(Data items)
// This Source Code Form is subject to the terms of the Mozilla Public
// License, v. 2.0. If a copy of the MPL was not distributed with this
// file, You can obtain one at https://mozilla.org/MPL/2.0/.

//! Key types for the target registries.

use slotmap::new_key_type;

new_key_type! {
    /// Key for an isotope.
    pub struct IsotopeKey;

    /// Key for an element.
    pub struct ElementKey;

    /// Key for a material.
    pub struct MaterialKey;

    /// Key for a solid.
    pub struct SolidKey;

    /// Key for a rotation matrix shared by placements.
    pub struct RotationKey;

    /// Key for a logical volume (solid + material + daughters).
    pub struct LogicalVolumeKey;

    /// Key for a placement (positioned logical volume).
    pub struct PlacementKey;
}
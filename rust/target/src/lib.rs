// This Source Code Form is subject to the terms of the Mozilla Public
// License, v. 2.0. If a copy of the MPL was not distributed with this
// file, You can obtain one at https://mozilla.org/MPL/2.0/.

//! # Geobridge Target Geometry
//!
//! The geometry model consumed by the transport engine: placements of
//! logical volumes, each combining a solid and a material built from
//! elements and isotopes.
//!
//! Entities live in explicit registries ([`TargetStores`]) instead of
//! process-wide tables. Whoever owns the stores owns the whole graph, and
//! [`TargetStores::teardown`] releases it in a fixed order.
//!
//! All quantities use the internal unit system of [`units`]
//! (millimeter, nanosecond, MeV, kelvin, mole).

pub mod element;
pub mod error;
pub mod keys;
pub mod material;
pub mod solid;
pub mod stores;
pub mod units;
pub mod volume;

pub use element::{ElementData, IsotopeData};
pub use error::{Error, Result};
pub use keys::{ElementKey, IsotopeKey, LogicalVolumeKey, MaterialKey, PlacementKey, RotationKey, SolidKey};
pub use material::{MaterialData, MaterialState};
pub use solid::{Inside, Solid};
pub use stores::{Registry, TargetStores, TeardownReport};
pub use volume::{LogicalVolumeData, PlacementData};
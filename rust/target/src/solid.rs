// This Source Code Form is subject to the terms of the Mozilla Public
// License, v. 2.0. If a copy of the MPL was not distributed with this
// file, You can obtain one at https://mozilla.org/MPL/2.0/.

//! The solid interface used by navigation.
//!
//! Every query works in the solid's local frame, in internal length units.

use std::fmt::Debug;

use nalgebra::{Point3, Vector3};

/// Where a point lies relative to a solid.
#[derive(Debug, Clone, Copy, PartialEq, Eq, Hash)]
pub enum Inside {
    Inside,
    Surface,
    Outside,
}

/// Geometric queries navigation needs from a solid.
pub trait Solid: Debug {
    fn name(&self) -> &str;

    fn inside(&self, p: &Point3<f64>) -> Inside;

    /// Outward unit normal at (or near) a surface point.
    fn surface_normal(&self, p: &Point3<f64>) -> Vector3<f64>;

    /// Distance along unit `v` from an outside point to the solid, or
    /// [`crate::units::INFINITY`] if the ray misses.
    fn distance_to_in_along(&self, p: &Point3<f64>, v: &Vector3<f64>) -> f64;

    /// Isotropic safety distance from an outside point.
    fn distance_to_in(&self, p: &Point3<f64>) -> f64;

    /// Distance along unit `v` from an inside point to the surface.
    fn distance_to_out_along(&self, p: &Point3<f64>, v: &Vector3<f64>) -> f64;

    /// Isotropic safety distance from an inside point.
    fn distance_to_out(&self, p: &Point3<f64>) -> f64;

    /// Axis-aligned extent as `(min, max)`.
    fn extent(&self) -> (Point3<f64>, Point3<f64>);
}
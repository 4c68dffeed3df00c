// This Source Code Form is subject to the terms of the Mozilla Public
// License, v. 2.0. If a copy of the MPL was not distributed with this
// file, You can obtain one at https://mozilla.org/MPL/2.0/.

//! Serializable overview of a converted geometry.

use serde::{Deserialize, Serialize};

use geobridge_target::{Registry, TargetStores};

use crate::error::{Error, Result};

/// Registry counts of a target geometry.
#[derive(Debug, Clone, Default, PartialEq, Eq, Serialize, Deserialize)]
pub struct ConstructionSummary {
    #[serde(skip_serializing_if = "Option::is_none")]
    pub geometry: Option<String>,
    pub constructed: bool,
    pub isotopes: usize,
    pub elements: usize,
    pub materials: usize,
    pub rotations: usize,
    pub solids: usize,
    pub logical_volumes: usize,
    pub placements: usize,
}

impl ConstructionSummary {
    /// Counts the live entries of every registry.
    pub fn from_stores(stores: &TargetStores) -> Self {
        Self {
            geometry: None,
            constructed: false,
            isotopes: stores.count(Registry::Isotopes),
            elements: stores.count(Registry::Elements),
            materials: stores.count(Registry::Materials),
            rotations: stores.count(Registry::Rotations),
            solids: stores.count(Registry::Solids),
            logical_volumes: stores.count(Registry::LogicalVolumes),
            placements: stores.count(Registry::Placements),
        }
    }

    pub fn to_json(&self) -> Result<String> {
        serde_json::to_string_pretty(self).map_err(|e| Error::Serialization(e.to_string()))
    }

    pub fn from_json(json: &str) -> Result<Self> {
        serde_json::from_str(json).map_err(|e| Error::Serialization(e.to_string()))
    }
}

**GOAL OF THE EXERCISE**
The answer is the lines above between the line holding "elements and isotopes." and the line holding "filename rust/target/src/solid.rs", inclusive, each written out exactly, and no others.

**RESPONSE TO THIS EXERCISE**
//! elements and isotopes.
//!
//! Entities live in explicit registries ([`TargetStores`]) instead of
//! process-wide tables. Whoever owns the stores owns the whole graph, and
//! [`TargetStores::teardown`] releases it in a fixed order.
//!
//! All quantities use the internal unit system of [`units`]
//! (millimeter, nanosecond, MeV, kelvin, mole).

pub mod element;
pub mod error;
pub mod keys;
pub mod material;
pub mod solid;
pub mod stores;
pub mod units;
pub mod volume;

pub use element::{ElementData, IsotopeData};
pub use error::{Error, Result};
pub use keys::{ElementKey, IsotopeKey, LogicalVolumeKey, MaterialKey, PlacementKey, RotationKey, SolidKey};
pub use material::{MaterialData, MaterialState};
pub use solid::{Inside, Solid};
pub use stores::{Registry, TargetStores, TeardownReport};
pub use volume::{LogicalVolumeData, PlacementData};
filename rust/target/src/solid.rs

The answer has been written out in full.